Records supplied Start Marker

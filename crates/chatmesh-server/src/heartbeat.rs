//! The heartbeat monitor: one cycle of pings and evictions.
//!
//! The peers pass runs under the server-table lock and the clients pass
//! under the client-table lock. Clients of an evicted peer are dropped
//! right after the server-table lock is released.

use chatmesh_core::{Address, Message};
use tracing::{debug, info, warn};

use crate::directory::{ClientEntry, Directory};
use crate::error::ServerError;
use crate::liveness::Verdict;
use crate::server::Instance;

/// What a monitor cycle did.
#[derive(Debug, Clone, Default, PartialEq, Eq)]
pub struct HeartbeatReport {
    pub pinged_peers: Vec<Address>,
    pub evicted_peers: Vec<Address>,
    /// Clients dropped because their server was evicted.
    pub orphaned_clients: Vec<ClientEntry>,
    pub pinged_clients: Vec<Address>,
    pub evicted_clients: Vec<ClientEntry>,
}

impl Instance {
    pub(crate) async fn heartbeat_once(&mut self) -> Result<HeartbeatReport, ServerError> {
        let (directory, me) = self.context()?;
        let mut report = HeartbeatReport::default();
        self.check_peers(&directory, me, &mut report).await;
        self.check_clients(&directory, me, &mut report).await;
        debug!(
            peers = report.pinged_peers.len(),
            clients = report.pinged_clients.len(),
            "heartbeat cycle"
        );
        Ok(report)
    }

    async fn check_peers(&mut self, directory: &Directory, me: Address, report: &mut HeartbeatReport) {
        {
            let mut servers = directory.servers().await;
            let peers = servers.peers(me);
            self.liveness.retain_peers(&peers);
            for peer in peers {
                match self.liveness.peer_tick(peer) {
                    Verdict::Evict => {
                        servers.remove(peer);
                        warn!(%peer, "server does not respond to heartbeats, removed");
                        report.evicted_peers.push(peer);
                    }
                    Verdict::Ping => report.pinged_peers.push(peer),
                }
            }
        }

        if !report.evicted_peers.is_empty() {
            let mut clients = directory.clients().await;
            for peer in &report.evicted_peers {
                for client in clients.deregister_owned_by(*peer) {
                    info!(name = %client.name, address = %client.address, server = %peer, "client of dead server deregistered");
                    report.orphaned_clients.push(client);
                }
            }
        }

        for peer in &report.pinged_peers {
            self.deliver(*peer, Message::HeartbeatPeer { origin: me });
        }
    }

    async fn check_clients(&mut self, directory: &Directory, me: Address, report: &mut HeartbeatReport) {
        {
            let mut clients = directory.clients().await;
            let owned = clients.owned_slots(me);
            let served: Vec<Address> = owned.iter().map(|(_, address)| *address).collect();
            self.liveness.retain_clients(&served);
            for (slot, address) in owned {
                match self.liveness.client_tick(address) {
                    Verdict::Evict => {
                        if let Some(client) = clients.deregister(slot) {
                            warn!(name = %client.name, %address, "client does not respond to heartbeats, removed");
                            report.evicted_clients.push(client);
                        }
                    }
                    Verdict::Ping => report.pinged_clients.push(address),
                }
            }
        }

        for address in &report.pinged_clients {
            self.deliver(*address, Message::Heartbeat { origin: me });
        }
    }
}
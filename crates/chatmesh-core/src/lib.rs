//! Core types for chatmesh.
//!
//! This crate provides the protocol shared by chat servers and their
//! clients: addresses, bounded strings, message kinds and the typed mailbox
//! transport. The routing engine lives in `chatmesh-server`.

mod mailbox;
mod message;
mod name;

pub use mailbox::{DEFAULT_CAPACITY, Mailbox, MailboxSender, SendError, mailbox};
pub use message::{Kind, Message, PrivateMessage, RegisterError, Relayed, RoomMessage, STATUS_OK};
pub use name::{BODY_MAX, Body, Bounded, GLOBAL_ROOM, NAME_MAX, Name, NameError, ROOM_MAX, RoomName};

use serde::{Deserialize, Serialize};
use std::fmt;

/// Identifier of a mailbox. Clients and server instances each own one.
#[derive(Debug, Clone, Copy, PartialEq, Eq, Hash, PartialOrd, Ord, Serialize, Deserialize)]
#[serde(transparent)]
pub struct Address(pub u32);

impl fmt::Display for Address {
    fn fmt(&self, f: &mut fmt::Formatter<'_>) -> fmt::Result {
        write!(f, "{}", self.0)
    }
}

/// Capacities of a directory. Fixed when the directory is created.
#[derive(Debug, Clone, Copy, PartialEq, Eq, Serialize, Deserialize)]
#[serde(default)]
pub struct Limits {
    /// Server slots in the directory.
    pub max_servers: usize,
    /// Clients a single server may own.
    pub max_clients_per_server: usize,
    /// Longest roster returned for a list request.
    pub max_list_len: usize,
}

impl Limits {
    /// Client slots in the directory.
    pub fn client_capacity(&self) -> usize {
        self.max_servers * self.max_clients_per_server
    }
}

impl Default for Limits {
    fn default() -> Self {
        Self {
            max_servers: 10,
            max_clients_per_server: 20,
            max_list_len: 50,
        }
    }
}
//! Addressed, typed mailboxes.
//!
//! A mailbox keeps one bounded FIFO queue per [`Kind`]. Receiving never
//! blocks: the owner asks for the next message of a given kind and gets
//! `None` when there is none. Sending is best effort and fails instead of
//! waiting when the queue is full.

use crate::{Address, Kind, Message};
use std::sync::Arc;
use tokio::sync::mpsc::{self, error::TryRecvError, error::TrySendError};

/// Default number of queued messages per kind.
pub const DEFAULT_CAPACITY: usize = 64;

/// Create a mailbox for `address` holding up to `capacity` messages per kind.
pub fn mailbox(address: Address, capacity: usize) -> (MailboxSender, Mailbox) {
    let capacity = capacity.max(1);
    let (senders, receivers): (Vec<_>, Vec<_>) =
        (0..Kind::COUNT).map(|_| mpsc::channel(capacity)).unzip();
    (
        MailboxSender {
            address,
            queues: senders.into(),
        },
        Mailbox {
            address,
            queues: receivers,
        },
    )
}

/// Sending half of a mailbox. Cheap to clone.
#[derive(Debug, Clone)]
pub struct MailboxSender {
    address: Address,
    queues: Arc<[mpsc::Sender<Message>]>,
}

impl MailboxSender {
    pub fn address(&self) -> Address {
        self.address
    }

    /// Enqueue a message without waiting.
    pub fn send(&self, message: Message) -> Result<(), SendError> {
        self.queues[message.kind().index()]
            .try_send(message)
            .map_err(|e| match e {
                TrySendError::Full(_) => SendError::Full(self.address),
                TrySendError::Closed(_) => SendError::Closed(self.address),
            })
    }
}

/// Receiving half of a mailbox, owned by a single participant.
#[derive(Debug)]
pub struct Mailbox {
    address: Address,
    queues: Vec<mpsc::Receiver<Message>>,
}

impl Mailbox {
    pub fn address(&self) -> Address {
        self.address
    }

    /// Take the oldest queued message of `kind`, if any.
    pub fn try_recv(&mut self, kind: Kind) -> Option<Message> {
        match self.queues[kind.index()].try_recv() {
            Ok(message) => Some(message),
            Err(TryRecvError::Empty | TryRecvError::Disconnected) => None,
        }
    }

    /// Take every queued message of `kind`.
    pub fn drain(&mut self, kind: Kind) -> Vec<Message> {
        std::iter::from_fn(|| self.try_recv(kind)).collect()
    }
}

/// Error delivering to a mailbox.
#[derive(Debug, Clone, PartialEq, Eq, thiserror::Error)]
pub enum SendError {
    #[error("mailbox {0} does not exist")]
    NoSuchMailbox(Address),
    #[error("mailbox {0} is full")]
    Full(Address),
    #[error("mailbox {0} is closed")]
    Closed(Address),
}
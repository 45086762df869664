//! Federated chat router.
//!
//! Several server instances share one [`Directory`] of clients and servers.
//! Each instance owns a mailbox, routes room and private messages for the
//! clients it serves (relaying to peers where needed) and pings its peers
//! and clients to evict the ones that stop answering.
//!
//! # Architecture
//!
//! ```text
//! Server
//!   ├── Lifecycle   attach / create, claim server slot, detach, recover
//!   ├── Dispatcher  one message per kind per cycle, routed by kind
//!   └── Heartbeat   peers: evict after 3 missed cycles
//!                   clients: evict after 1 missed cycle
//!
//! Ipc (namespace)
//!   ├── Directory   client table + server table, one lock each
//!   └── Mailboxes   addressed, one queue per message kind
//! ```
//!
//! An instance that finds itself evicted by a peer rejoins on its next
//! dispatcher cycle. Rejoining goes through a full detach, so every client
//! it served is deregistered and has to register again.

pub mod config;
pub mod directory;
pub mod error;
pub mod heartbeat;
pub mod ipc;
pub mod liveness;
pub mod logging;

mod dispatcher;
mod lifecycle;
mod server;

pub use config::ServerConfig;
pub use directory::{ClientEntry, ClientTable, Directory, ServerTable};
pub use error::{ConfigError, IpcError, ServerError};
pub use heartbeat::HeartbeatReport;
pub use ipc::{DirectoryId, Ipc};
pub use server::Server;
//! Protocol messages.
//!
//! Every message has a [`Kind`]; a mailbox is drained one kind at a time,
//! so replies reuse the kind of the request they answer.

use crate::{Address, Body, Name, RoomName};
use serde::{Deserialize, Serialize};

/// Message kinds, in the order the dispatcher drains them.
#[derive(Debug, Clone, Copy, PartialEq, Eq, Hash, Serialize, Deserialize)]
#[serde(rename_all = "snake_case")]
pub enum Kind {
    Register,
    Unregister,
    Join,
    Leave,
    List,
    Room,
    Private,
    Heartbeat,
    HeartbeatPeer,
    PeerEnvelope,
}

impl Kind {
    /// All kinds in dispatch priority order.
    pub const ALL: [Kind; 10] = [
        Kind::Register,
        Kind::Unregister,
        Kind::Join,
        Kind::Leave,
        Kind::List,
        Kind::Room,
        Kind::Private,
        Kind::Heartbeat,
        Kind::HeartbeatPeer,
        Kind::PeerEnvelope,
    ];

    pub const COUNT: usize = Self::ALL.len();

    pub fn index(self) -> usize {
        self as usize
    }
}

/// A message addressed to every member of a room.
#[derive(Debug, Clone, PartialEq, Eq, Serialize, Deserialize)]
pub struct RoomMessage {
    pub sender: Name,
    pub room: RoomName,
    pub body: Body,
}

/// A message addressed to a single client.
#[derive(Debug, Clone, PartialEq, Eq, Serialize, Deserialize)]
pub struct PrivateMessage {
    pub sender: Name,
    pub recipient: Name,
    pub body: Body,
}

/// Chat traffic carried between servers inside a peer envelope.
#[derive(Debug, Clone, PartialEq, Eq, Serialize, Deserialize)]
#[serde(tag = "type", rename_all = "snake_case")]
pub enum Relayed {
    Room(RoomMessage),
    Private(PrivateMessage),
}

/// Everything that travels through a mailbox.
#[derive(Debug, Clone, PartialEq, Eq, Serialize, Deserialize)]
#[serde(tag = "type", rename_all = "snake_case")]
pub enum Message {
    // Client -> Server
    Register {
        sender: Name,
        requester: Address,
    },
    Unregister {
        requester: Address,
    },
    Join {
        sender: Name,
        room: RoomName,
        correlation_id: u32,
    },
    Leave {
        requester: Address,
    },
    List {
        requester: Address,
        sender: Name,
        correlation_id: u32,
    },
    Room(RoomMessage),
    Private(PrivateMessage),
    /// Liveness signal from a client, or a ping from a server to a client.
    Heartbeat {
        origin: Address,
    },

    // Server -> Server
    HeartbeatPeer {
        origin: Address,
    },
    PeerEnvelope {
        inner: Relayed,
    },

    // Server -> Client
    /// Outcome of a register, join or leave request.
    Status {
        kind: Kind,
        correlation_id: u32,
        status: i32,
    },
    /// Names of the clients in the requester's room.
    Roster {
        correlation_id: u32,
        names: Vec<Name>,
    },
}

impl Message {
    pub fn kind(&self) -> Kind {
        match self {
            Message::Register { .. } => Kind::Register,
            Message::Unregister { .. } => Kind::Unregister,
            Message::Join { .. } => Kind::Join,
            Message::Leave { .. } => Kind::Leave,
            Message::List { .. } | Message::Roster { .. } => Kind::List,
            Message::Room(_) => Kind::Room,
            Message::Private(_) => Kind::Private,
            Message::Heartbeat { .. } => Kind::Heartbeat,
            Message::HeartbeatPeer { .. } => Kind::HeartbeatPeer,
            Message::PeerEnvelope { .. } => Kind::PeerEnvelope,
            Message::Status { kind, .. } => *kind,
        }
    }
}

/// Status code for an accepted request.
pub const STATUS_OK: i32 = 0;

/// Why a registration was refused.
#[derive(Debug, Clone, Copy, PartialEq, Eq, thiserror::Error)]
pub enum RegisterError {
    #[error("name already taken")]
    NameExists,
    #[error("server is full")]
    ServerFull,
    #[error("directory is full")]
    DirectoryFull,
    #[error("address already registered")]
    AddressInUse,
}

impl RegisterError {
    /// Wire status code reported to the requester.
    pub fn code(self) -> i32 {
        match self {
            RegisterError::NameExists => -1,
            RegisterError::ServerFull => -2,
            RegisterError::DirectoryFull => -3,
            RegisterError::AddressInUse => -4,
        }
    }
}
//! chatmesh-server: run one or more federated chat server instances.
//!
//! ```text
//! chatmesh-server                 # create a new directory
//! chatmesh-server 1024            # attach to directory 1024
//! chatmesh-server --instances 3   # three federated instances in one process
//! ```

use std::path::PathBuf;
use std::sync::Arc;

use chatmesh_server::{DirectoryId, Ipc, Server, ServerConfig, logging};
use clap::Parser;
use tokio::sync::watch;
use tracing::info;

#[derive(Parser)]
#[command(name = "chatmesh-server", about = "Federated chat router", version)]
struct Cli {
    /// Directory to attach to. A new one is created when omitted.
    directory: Option<u32>,

    /// Configuration file (TOML).
    #[arg(long, env = "CHATMESH_CONFIG")]
    config: Option<PathBuf>,

    /// File log lines are appended to.
    #[arg(long)]
    log_file: Option<PathBuf>,

    /// Seconds between heartbeat cycles.
    #[arg(long)]
    heartbeat_secs: Option<u64>,

    /// Dispatcher back-off in milliseconds when the mailbox is empty.
    #[arg(long)]
    idle_poll_ms: Option<u64>,

    /// Number of server instances to run in this process.
    #[arg(long, default_value = "1")]
    instances: usize,
}

#[tokio::main]
async fn main() -> anyhow::Result<()> {
    let cli = Cli::parse();

    let mut config = match &cli.config {
        Some(path) => ServerConfig::load(path)?,
        None => ServerConfig::default(),
    };
    if let Some(directory) = cli.directory {
        config.directory = Some(DirectoryId(directory));
    }
    if let Some(log_file) = cli.log_file {
        config.log_file = log_file;
    }
    if let Some(secs) = cli.heartbeat_secs {
        config.heartbeat_secs = secs;
    }
    if let Some(ms) = cli.idle_poll_ms {
        config.idle_poll_ms = ms;
    }

    logging::init(&config.log_file)?;
    info!("chatmesh-server {} launching", env!("CARGO_PKG_VERSION"));

    let ipc = Ipc::new(config.mailbox_capacity);
    let (stop_tx, stop_rx) = watch::channel(false);

    let mut tasks = Vec::new();
    for _ in 0..cli.instances.max(1) {
        let server = Arc::new(Server::start(ipc.clone(), config.clone()).await?);
        // Later instances join the directory the first one ended up in.
        config.directory = server.directory_id().await;

        let mut stop = stop_rx.clone();
        tasks.push(tokio::spawn(server.run(async move {
            let _ = stop.wait_for(|stopped| *stopped).await;
        })));
    }

    tokio::signal::ctrl_c().await?;
    info!("interrupted, detaching");
    let _ = stop_tx.send(true);

    for task in tasks {
        task.await??;
    }
    info!("exiting");
    Ok(())
}
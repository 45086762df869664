//! Error types for the chat router.

use std::path::PathBuf;

use thiserror::Error;

use crate::ipc::DirectoryId;

/// Failures of the shared-state primitives.
#[derive(Debug, Error)]
pub enum IpcError {
    #[error("no unused {0} identifier left")]
    Exhausted(&'static str),

    #[error("directory {0} does not exist")]
    NoSuchDirectory(DirectoryId),
}

/// Fatal errors of a server instance.
#[derive(Debug, Error)]
pub enum ServerError {
    #[error("instance is not attached to a directory")]
    NotAttached,

    #[error("instance has no mailbox")]
    NotConnected,

    #[error(transparent)]
    Ipc(#[from] IpcError),

    #[error("server task ended: {0}")]
    Task(#[from] tokio::task::JoinError),
}

/// Errors loading the configuration file.
#[derive(Debug, Error)]
pub enum ConfigError {
    #[error("failed to read {path}: {source}")]
    Read {
        path: PathBuf,
        source: std::io::Error,
    },

    #[error("invalid configuration: {0}")]
    Parse(#[from] toml::de::Error),
}
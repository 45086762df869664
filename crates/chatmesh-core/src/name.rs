//! Bounded, fixed-width strings.
//!
//! Every string field of the protocol has a fixed maximum width so that
//! non-Rust peers can lay messages out as fixed-size records. A value that
//! does not fit is rejected at construction, and the same check runs when
//! deserialising, so an oversized string never reaches the router.

use serde::{Deserialize, Serialize};
use std::fmt;
use std::str::FromStr;

/// Maximum length of a display name, in bytes.
pub const NAME_MAX: usize = 15;
/// Maximum length of a room name, in bytes.
pub const ROOM_MAX: usize = 19;
/// Maximum length of a chat message body, in bytes.
pub const BODY_MAX: usize = 255;

/// Room every client is placed in on registration and on leave.
pub const GLOBAL_ROOM: &str = "global";

/// A string of at most `N` bytes.
#[derive(Debug, Clone, PartialEq, Eq, Hash, PartialOrd, Ord, Serialize, Deserialize)]
#[serde(try_from = "String", into = "String")]
pub struct Bounded<const N: usize>(String);

/// A client's display name.
pub type Name = Bounded<NAME_MAX>;
/// A room name.
pub type RoomName = Bounded<ROOM_MAX>;
/// A chat message body.
pub type Body = Bounded<BODY_MAX>;

impl<const N: usize> Bounded<N> {
    /// Create a bounded string, rejecting values longer than `N` bytes.
    pub fn new(value: impl Into<String>) -> Result<Self, NameError> {
        let value = value.into();
        if value.len() > N {
            return Err(NameError::TooLong {
                max: N,
                len: value.len(),
            });
        }
        Ok(Self(value))
    }

    pub fn as_str(&self) -> &str {
        &self.0
    }

    pub fn is_empty(&self) -> bool {
        self.0.is_empty()
    }
}

impl Bounded<ROOM_MAX> {
    /// The default room.
    pub fn global() -> Self {
        Self(GLOBAL_ROOM.to_string())
    }

    pub fn is_global(&self) -> bool {
        self.0 == GLOBAL_ROOM
    }
}

impl<const N: usize> fmt::Display for Bounded<N> {
    fn fmt(&self, f: &mut fmt::Formatter<'_>) -> fmt::Result {
        f.write_str(&self.0)
    }
}

impl<const N: usize> FromStr for Bounded<N> {
    type Err = NameError;

    fn from_str(s: &str) -> Result<Self, Self::Err> {
        Self::new(s)
    }
}

impl<const N: usize> TryFrom<String> for Bounded<N> {
    type Error = NameError;

    fn try_from(s: String) -> Result<Self, Self::Error> {
        Self::new(s)
    }
}

impl<const N: usize> From<Bounded<N>> for String {
    fn from(value: Bounded<N>) -> Self {
        value.0
    }
}

impl<const N: usize> PartialEq<str> for Bounded<N> {
    fn eq(&self, other: &str) -> bool {
        self.0 == other
    }
}

/// Error building a bounded string.
#[derive(Debug, Clone, PartialEq, Eq, thiserror::Error)]
pub enum NameError {
    #[error("value is {len} bytes, at most {max} allowed")]
    TooLong { max: usize, len: usize },
}
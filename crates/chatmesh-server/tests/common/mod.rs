#![allow(dead_code)]

use chatmesh_core::{Address, Kind, Limits, Mailbox, Message, Name, PrivateMessage, RoomMessage, RoomName};
use chatmesh_server::{DirectoryId, Ipc, Server, ServerConfig};

/// A chat client driven by hand: sends requests to its server's mailbox and
/// reads replies from its own.
pub struct TestClient {
    ipc: Ipc,
    pub server: Address,
    pub mailbox: Mailbox,
    pub name: Name,
}

impl TestClient {
    pub fn new(ipc: &Ipc, server: Address, name: &str) -> Self {
        Self {
            ipc: ipc.clone(),
            server,
            mailbox: ipc.create_mailbox().unwrap(),
            name: name.parse().unwrap(),
        }
    }

    pub fn address(&self) -> Address {
        self.mailbox.address()
    }

    pub fn send(&self, message: Message) {
        self.ipc.send(self.server, message).unwrap();
    }

    pub fn register(&self) {
        self.send(Message::Register {
            sender: self.name.clone(),
            requester: self.address(),
        });
    }

    pub fn unregister(&self) {
        self.send(Message::Unregister {
            requester: self.address(),
        });
    }

    pub fn join(&self, room: &str, correlation_id: u32) {
        self.send(Message::Join {
            sender: self.name.clone(),
            room: room.parse().unwrap(),
            correlation_id,
        });
    }

    pub fn leave(&self) {
        self.send(Message::Leave {
            requester: self.address(),
        });
    }

    pub fn list(&self, correlation_id: u32) {
        self.send(Message::List {
            requester: self.address(),
            sender: self.name.clone(),
            correlation_id,
        });
    }

    pub fn heartbeat(&self) {
        self.send(Message::Heartbeat {
            origin: self.address(),
        });
    }

    pub fn say(&self, room: &str, body: &str) -> RoomMessage {
        let message = RoomMessage {
            sender: self.name.clone(),
            room: room.parse().unwrap(),
            body: body.parse().unwrap(),
        };
        self.send(Message::Room(message.clone()));
        message
    }

    pub fn whisper(&self, recipient: &str, body: &str) -> PrivateMessage {
        let message = PrivateMessage {
            sender: self.name.clone(),
            recipient: recipient.parse().unwrap(),
            body: body.parse().unwrap(),
        };
        self.send(Message::Private(message.clone()));
        message
    }

    pub fn recv(&mut self, kind: Kind) -> Option<Message> {
        self.mailbox.try_recv(kind)
    }

    pub fn drain(&mut self, kind: Kind) -> Vec<Message> {
        self.mailbox.drain(kind)
    }

    /// Status code of the next reply of `kind`.
    pub fn status(&mut self, kind: Kind) -> Option<i32> {
        match self.recv(kind)? {
            Message::Status { status, .. } => Some(status),
            other => panic!("expected a status reply, got {other:?}"),
        }
    }

    /// Names in the next roster reply.
    pub fn roster(&mut self) -> Option<Vec<String>> {
        match self.recv(Kind::List)? {
            Message::Roster { names, .. } => {
                Some(names.into_iter().map(String::from).collect())
            }
            other => panic!("expected a roster, got {other:?}"),
        }
    }
}

pub fn config(directory: Option<DirectoryId>, limits: Limits) -> ServerConfig {
    ServerConfig {
        directory,
        limits,
        ..ServerConfig::default()
    }
}

pub async fn start(ipc: &Ipc, directory: Option<DirectoryId>) -> Server {
    Server::start(ipc.clone(), config(directory, Limits::default()))
        .await
        .unwrap()
}

pub async fn address(server: &Server) -> Address {
    server.address().await.unwrap()
}

/// Register `name` on `server` and consume the welcome traffic.
pub async fn register(ipc: &Ipc, server: &Server, name: &str) -> TestClient {
    let mut client = TestClient::new(ipc, address(server).await, name);
    client.register();
    server.dispatch_once().await.unwrap();
    assert_eq!(client.status(Kind::Register), Some(0));
    assert!(matches!(
        client.recv(Kind::Heartbeat),
        Some(Message::Heartbeat { .. })
    ));
    client
}

pub fn room(name: &str) -> RoomName {
    name.parse().unwrap()
}
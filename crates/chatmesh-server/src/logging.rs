//! Log output.
//!
//! Every line goes to the console and is appended to a shared log file.
//! Appends are serialised by a lock so lines from concurrent instances
//! never interleave; a file that cannot be written falls back to stderr.

use std::fs::OpenOptions;
use std::io::{self, Write};
use std::path::{Path, PathBuf};
use std::sync::{Arc, Mutex, PoisonError};

use tracing_subscriber::EnvFilter;
use tracing_subscriber::fmt::MakeWriter;
use tracing_subscriber::prelude::*;

/// Directives used when `RUST_LOG` is unset.
pub const DEFAULT_FILTER: &str = "chatmesh_server=info,chatmesh_core=info";

/// Appends formatted lines to a log file.
#[derive(Debug, Clone)]
pub struct SharedLog {
    path: Arc<PathBuf>,
    lock: Arc<Mutex<()>>,
}

impl SharedLog {
    pub fn new(path: impl Into<PathBuf>) -> Self {
        Self {
            path: Arc::new(path.into()),
            lock: Arc::new(Mutex::new(())),
        }
    }

    pub fn path(&self) -> &Path {
        &self.path
    }

    /// Append one formatted line.
    pub fn append(&self, line: &[u8]) {
        let _guard = self.lock.lock().unwrap_or_else(PoisonError::into_inner);
        let written = OpenOptions::new()
            .create(true)
            .append(true)
            .open(self.path.as_path())
            .and_then(|mut file| file.write_all(line));
        if let Err(e) = written {
            let mut stderr = io::stderr().lock();
            let _ = writeln!(stderr, "could not write to log file {}: {e}", self.path.display());
            let _ = stderr.write_all(line);
        }
    }
}

impl<'a> MakeWriter<'a> for SharedLog {
    type Writer = LogLine;

    fn make_writer(&'a self) -> Self::Writer {
        LogLine {
            log: self.clone(),
            buf: Vec::new(),
        }
    }
}

/// One event's worth of output, appended when dropped.
pub struct LogLine {
    log: SharedLog,
    buf: Vec<u8>,
}

impl Write for LogLine {
    fn write(&mut self, data: &[u8]) -> io::Result<usize> {
        self.buf.extend_from_slice(data);
        Ok(data.len())
    }

    fn flush(&mut self) -> io::Result<()> {
        Ok(())
    }
}

impl Drop for LogLine {
    fn drop(&mut self) {
        if !self.buf.is_empty() {
            self.log.append(&self.buf);
        }
    }
}

/// Install the global subscriber: console plus `log_file`. `RUST_LOG`
/// overrides the default filter, `info` for both chatmesh crates.
pub fn init(log_file: &Path) -> anyhow::Result<()> {
    let filter = EnvFilter::try_from_default_env()
        .or_else(|_| EnvFilter::try_new(DEFAULT_FILTER))?;

    tracing_subscriber::registry()
        .with(filter)
        .with(tracing_subscriber::fmt::layer())
        .with(
            tracing_subscriber::fmt::layer()
                .with_ansi(false)
                .with_writer(SharedLog::new(log_file)),
        )
        .try_init()?;
    Ok(())
}
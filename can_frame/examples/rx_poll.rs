use std::collections::VecDeque;
use std::sync::Arc;
use std::thread;

use can_frame::{CanMessage, Endianness, FrameSource, ReceiveFlag, SignalSpec, poll};

/// Stand-in for a bus controller's receive FIFO.
struct SimulatedBus {
    fifo: VecDeque<CanMessage>,
}

impl FrameSource for SimulatedBus {
    fn receive(&mut self) -> Option<CanMessage> {
        self.fifo.pop_front()
    }
}

fn main() -> Result<(), Box<dyn std::error::Error>> {
    println!("=== Receive Path Example ===\n");

    let signals = [
        SignalSpec::new("engine_speed", 0, 16, Endianness::Big)?,
        SignalSpec::new("coolant_temp", 16, 8, Endianness::Big)?,
        // little-endian signals count bit positions from the last byte
        SignalSpec::new("fuel_level", 0, 16, Endianness::Little)?,
    ];

    let mut bus = SimulatedBus {
        fifo: [
            CanMessage::from_parts(0x201, &[0x0B, 0xB8, 0x5A, 0, 0, 0, 0x2C, 0x01])?,
            CanMessage::from_parts(0x201, &[0x0F, 0xA0, 0x5F])?,
        ]
        .into_iter()
        .collect(),
    };

    let flag = Arc::new(ReceiveFlag::new());

    for frame in 0..3 {
        // the "interrupt" fires for the first two frames only
        if frame < 2 {
            let isr_flag = Arc::clone(&flag);
            thread::spawn(move || isr_flag.notify()).join().map_err(|_| "isr thread panicked")?;
        }

        match poll(&mut bus, &flag) {
            Some(msg) => {
                println!("Frame {:#05x}:", msg.id);
                for (name, value) in msg.decode_all(&signals) {
                    println!("  {:<14} {}", name, value);
                }
            }
            None => println!("No frame pending"),
        }
    }

    Ok(())
}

Records supplied End Marker

▶ [Exercise requirements] For the lines above, output exactly those from the line containing "#[serde(default)]" through the line containing "A mailbox keeps", and skip the others.

▶ [Reply]
#[serde(default)]
pub struct Limits {
    /// Server slots in the directory.
    pub max_servers: usize,
    /// Clients a single server may own.
    pub max_clients_per_server: usize,
    /// Longest roster returned for a list request.
    pub max_list_len: usize,
}

impl Limits {
    /// Client slots in the directory.
    pub fn client_capacity(&self) -> usize {
        self.max_servers * self.max_clients_per_server
    }
}

impl Default for Limits {
    fn default() -> Self {
        Self {
            max_servers: 10,
            max_clients_per_server: 20,
            max_list_len: 50,
        }
    }
}
//! Addressed, typed mailboxes.
//!
//! A mailbox keeps one bounded FIFO queue per [`Kind`]. Receiving never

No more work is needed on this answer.